Many agreements can be made informally, either in writing with a just simple signature and no other legal formalities or even just orally. But some agreements have to take a special form – known as a ‘deed’ – and that means certain specific requirements have to be followed.
When is a deed required?
Although any agreement could be made by a deed, there are relatively few agreements which actually have to be done by deed. Probably the most common ones in practice are mortgages or charges over land, transfers of land, leases, appointments of trustees and powers of attorney.

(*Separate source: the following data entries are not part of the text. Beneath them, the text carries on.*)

//! Bindery - typed binding of YAML/JSON documents
//!
//! Converts parsed document trees into strongly typed values declared by
//! the application, then validates them against declarative constraints.
//!
//! - `schema`: how a Rust type describes itself (`Bindable`, `Record`)
//! - `binding`: the converter + factory pass and the `Binder` entry points
//! - `registry`: custom readers, default values, polymorphic implementations
//! - `closed_set`: enumerations and populated singleton tables
//! - `validator`: post-construction constraint checks

pub mod binding;
pub mod builders;
pub mod closed_set;
pub mod document;
pub mod error;
pub mod errors;
pub mod mapper;
pub mod registry;
pub mod schema;
pub mod validator;

pub use binding::{BindOptions, Binder, Bound};
pub use builders::BinderBuilder;
pub use closed_set::{Enumeration, Populate, Singleton, SingletonSet};
pub use document::{Node, NodeMap};
pub use error::{BindError, Error, FixSuggestion, Result};
pub use errors::{ConstraintKind, ValidationError};
pub use registry::{DefaultBool, DefaultDouble, DefaultInt, DefaultLong, DefaultString};
pub use schema::{Args, Bindable, Polymorphic, RawKind, Record, SchemaBuilder, TypeRef};
pub use validator::Validator;
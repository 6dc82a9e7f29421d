//! Validation error types
//!
//! Raised only by the validator, after a value has been fully bound.
//! Binding problems live in `error.rs`.

use thiserror::Error;

use crate::error::FixSuggestion;

/// Constraint kinds, in the order the validator applies them
#[derive(Debug, Clone, Copy, PartialEq, Eq)]
pub enum ConstraintKind {
    Min,
    Max,
    Pattern,
    NonEmpty,
    Size,
}

impl std::fmt::Display for ConstraintKind {
    fn fmt(&self, f: &mut std::fmt::Formatter<'_>) -> std::fmt::Result {
        match self {
            ConstraintKind::Min => write!(f, "min"),
            ConstraintKind::Max => write!(f, "max"),
            ConstraintKind::Pattern => write!(f, "pattern"),
            ConstraintKind::NonEmpty => write!(f, "non-empty"),
            ConstraintKind::Size => write!(f, "size"),
        }
    }
}

/// A single validation failure with context
#[derive(Debug, Error)]
pub enum ValidationError {
    #[error("[BINDERY-050] Validation failed at '{path}': {message}")]
    ValidationFailed { message: String, path: String },

    #[error("[BINDERY-051] {constraint} constraint at '{path}' needs a numeric value, found {found}")]
    NonNumericConstraintTarget {
        constraint: ConstraintKind,
        found: &'static str,
        path: String,
    },

    #[error("[BINDERY-052] {constraint} constraint at '{path}' needs a string, collection or map, found {found}")]
    UnsizedConstraintTarget {
        constraint: ConstraintKind,
        found: &'static str,
        path: String,
    },

    #[error("[BINDERY-053] Capability {capability} at '{path}' cannot be both inline and keyed by discriminator")]
    InvalidPolymorphicDeclaration { capability: String, path: String },
}

impl ValidationError {
    pub fn path(&self) -> &str {
        match self {
            ValidationError::ValidationFailed { path, .. }
            | ValidationError::NonNumericConstraintTarget { path, .. }
            | ValidationError::UnsizedConstraintTarget { path, .. }
            | ValidationError::InvalidPolymorphicDeclaration { path, .. } => path,
        }
    }
}

impl FixSuggestion for ValidationError {
    fn fix_suggestion(&self) -> Option<&str> {
        match self {
            ValidationError::ValidationFailed { .. } => Some("Change the value to satisfy the constraint"),
            ValidationError::NonNumericConstraintTarget { .. } => {
                Some("Only attach min/max to numeric fields")
            }
            ValidationError::UnsizedConstraintTarget { .. } => {
                Some("Only attach size/non_empty to strings, collections or maps")
            }
            ValidationError::InvalidPolymorphicDeclaration { .. } => {
                Some("Declare the capability either inline or key_as_discriminator, not both")
            }
        }
    }
}
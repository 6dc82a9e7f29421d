//! Closed sets: enumerations and singleton tables
//!
//! Two flavours of "one of a fixed list of names":
//! - [`Enumeration`]: plain `Copy` enums, selected by variant name
//! - [`Populate`] + [`SingletonSet`]: pre-existing named instances whose
//!   fields the binder overwrites in place (`Binder::populate`)
//!
//! Both match document strings exactly first, then uppercased, so `debug`
//! selects `DEBUG`.

use std::any::{Any, TypeId};
use std::fmt;
use std::sync::Arc;

use parking_lot::{RwLock, RwLockReadGuard, RwLockWriteGuard};

use crate::error::BindError;
use crate::schema::{cached_schema, Args, Bindable, ClosedSetRef, Kind, RecordSchema, SchemaBuilder, TypeRef};

// ============================================================================
// ENUMERATIONS
// ============================================================================

/// A fieldless enum bindable from its variant names.
///
/// ```ignore
/// impl Enumeration for Level {
///     const VARIANTS: &'static [Self] = &[Level::DEBUG, Level::INFO];
///     fn name(&self) -> &'static str { /* "DEBUG" | "INFO" */ }
/// }
///
/// impl Bindable for Level {
///     fn type_ref() -> TypeRef { TypeRef::enumeration::<Level>() }
/// }
/// ```
pub trait Enumeration: Copy + Send + Sync + 'static {
    const VARIANTS: &'static [Self];

    fn name(&self) -> &'static str;
}

pub(crate) fn variant_names<T: Enumeration>() -> Vec<&'static str> {
    T::VARIANTS.iter().map(Enumeration::name).collect()
}

pub(crate) fn pick_variant<T: Enumeration>(index: usize) -> Option<Box<dyn Any + Send>> {
    T::VARIANTS
        .get(index)
        .map(|variant| Box::new(*variant) as Box<dyn Any + Send>)
}

// ============================================================================
// SINGLETON SETS
// ============================================================================

/// A type with a fixed table of named, mutable instances
pub trait Populate: Clone + Send + Sync + Sized + 'static {
    /// Fields the document may set, in the order `apply` consumes them
    fn schema(schema: &mut SchemaBuilder);

    /// Overwrite this instance's fields from resolved arguments.
    ///
    /// Called on a copy of the member; an error leaves every member as it was.
    fn apply(&mut self, args: &mut Args) -> Result<(), BindError>;

    /// The process-wide instance table
    fn instances() -> &'static SingletonSet<Self>;
}

/// Fixed table of named instances behind a set-wide write gate
pub struct SingletonSet<T> {
    members: Vec<(&'static str, Arc<RwLock<T>>)>,
    gate: RwLock<()>,
}

impl<T> SingletonSet<T> {
    pub fn new(members: impl IntoIterator<Item = (&'static str, T)>) -> Self {
        Self {
            members: members
                .into_iter()
                .map(|(name, value)| (name, Arc::new(RwLock::new(value))))
                .collect(),
            gate: RwLock::new(()),
        }
    }

    /// Exact-case match first, then the uppercased name
    pub fn position(&self, name: &str) -> Option<usize> {
        self.members
            .iter()
            .position(|(n, _)| *n == name)
            .or_else(|| {
                let upper = name.to_uppercase();
                self.members.iter().position(|(n, _)| *n == upper)
            })
    }

    pub fn get(&self, name: &str) -> Option<Singleton<T>> {
        self.position(name).and_then(|i| self.member(i))
    }

    pub fn member(&self, index: usize) -> Option<Singleton<T>> {
        self.members.get(index).map(|(name, cell)| Singleton {
            name,
            cell: Arc::clone(cell),
        })
    }

    pub fn names(&self) -> Vec<&'static str> {
        self.members.iter().map(|(name, _)| *name).collect()
    }

    pub fn len(&self) -> usize {
        self.members.len()
    }

    pub fn is_empty(&self) -> bool {
        self.members.is_empty()
    }

    /// Shared gate: no population runs while it is held
    pub fn read_gate(&self) -> RwLockReadGuard<'_, ()> {
        self.gate.read()
    }

    pub(crate) fn write_gate(&self) -> RwLockWriteGuard<'_, ()> {
        self.gate.write()
    }

    pub(crate) fn cell(&self, index: usize) -> Option<&Arc<RwLock<T>>> {
        self.members.get(index).map(|(_, cell)| cell)
    }
}

impl<T> fmt::Debug for SingletonSet<T> {
    fn fmt(&self, f: &mut fmt::Formatter<'_>) -> fmt::Result {
        f.debug_tuple("SingletonSet").field(&self.names()).finish()
    }
}

/// Handle to one member of a [`SingletonSet`]
pub struct Singleton<T> {
    name: &'static str,
    cell: Arc<RwLock<T>>,
}

impl<T> Singleton<T> {
    pub fn name(&self) -> &'static str {
        self.name
    }

    pub fn read(&self) -> RwLockReadGuard<'_, T> {
        self.cell.read()
    }

    /// Same underlying instance
    pub fn ptr_eq(&self, other: &Self) -> bool {
        Arc::ptr_eq(&self.cell, &other.cell)
    }
}

impl<T> Clone for Singleton<T> {
    fn clone(&self) -> Self {
        Self {
            name: self.name,
            cell: Arc::clone(&self.cell),
        }
    }
}

impl<T> fmt::Debug for Singleton<T> {
    fn fmt(&self, f: &mut fmt::Formatter<'_>) -> fmt::Result {
        write!(f, "Singleton({})", self.name)
    }
}

impl<T: Populate> Bindable for Singleton<T> {
    fn type_ref() -> TypeRef {
        TypeRef::new::<Singleton<T>>(Kind::ClosedSet(ClosedSetRef::new(
            singleton_names::<T>,
            singleton_pick::<T>,
        )))
    }
}

fn singleton_names<T: Populate>() -> Vec<&'static str> {
    T::instances().names()
}

fn singleton_pick<T: Populate>(index: usize) -> Option<Box<dyn Any + Send>> {
    T::instances()
        .member(index)
        .map(|member| Box::new(member) as Box<dyn Any + Send>)
}

/// Cached field schema of a populated type
pub fn schema_of_populate<T: Populate>() -> Result<Arc<RecordSchema>, BindError> {
    cached_schema(TypeId::of::<T>(), std::any::type_name::<T>(), T::schema)
}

Deeds can also be used in transactions where there is no consideration being given by one party – such as a guarantee where there is generally no consideration given to the guarantor in return for it guaranteeing the obligations of a third party. Using a deed can ‘cure’ that lack of consideration which might otherwise make the transaction (the guarantee) unenforceable.
Requirements for a deed
The key legal requirements for a document to be a formal deed are:
- The document must be in writing.
- The document must make clear that it is intended to be a deed – known as the face value requirement. Standard wording in the document will usually achieve this. For example, the document might start with words such as ‘This deed is made on…’ and end with words such as ‘This agreement is executed as a deed’.
- The document must be properly executed as a deed. This means:
- for an individual, they must sign in front of a witness who then attests (or witnesses) their signature; and
- for a company, the agreement must be signed either by a single director in front of an attesting witness or by two ‘authorised signatories’ (each director or secretary is an ‘authorised signatory’ here).
- The document must be delivered. Only when a deed is ‘delivered’ will it actually take effect and bind the parties. A deed is delivered when a party indicates an intention to be bound by it. There are various statutory presumptions to help confirm when a deed is delivered but this is also typically addressed in the drafting of the document – so the agreement might state ‘This deed is delivered on the date written at the start of this deed‘.
A recent case illustrated how failing to meet these strict legal requirements can have significant consequences for the parties involved.
The case involved a company sale by three shareholders. Two of them were unable to attend the completion meeting so their US lawyer arranged for them to sign powers of attorney in favour of the third shareholder. The documents were described as powers of attorney and the shareholders’ signatures on them were appropriately witnessed. But, crucially, the word ‘deed’ was not used anywhere in the documents.
At the completion meeting, the attending shareholder signed a guarantee on behalf of the absent shareholders, relying on the authority given to him by the powers of attorney. When the beneficiary of the guarantee subsequently made a claim under it, the absent shareholders argued that they were not liable as the powers of attorney used to execute the guarantee were not valid.
The High Court agreed with the absent shareholders, stating that the powers of attorney failed to meet the ‘face value requirement’ for a valid deed. There was no evidence that the shareholders, or their US lawyer, knew that English law required a power of attorney to be in the form of a deed. Simply describing the document as a ‘power of attorney’ was not enough to infer an intention that it should take that form. Although there were indications that the document was intended to be a formal one and to have formal legal effect, that was not enough to show that the parties intended the document to have the extra status of being a deed.
All is lost
In some circumstances, a defective power of attorney can take effect in writing but not as a deed to appoint the (purported) attorney as the simple agent of the principal. This happened in this case where the judge said the third shareholder could act as agent of the absent shareholders.
But this still wasn’t enough to save the guarantee as the judge also found that, in signing the guarantee on behalf of the absent shareholders, the agent had exceeded the authority given to him by the (purported) power of attorney.
So, due to the defects in the power of attorney, the buyer was unable to enforce the guarantee against the two absent shareholders.
Anyone asked to rely on another party signing a document via a power of attorney should check that the power has been properly granted by a valid deed, which meets the requirements explained above, and that the relevant act is within the attorney’s authority. Otherwise, a document signed or executed in reliance on the power of attorney will be unenforceable.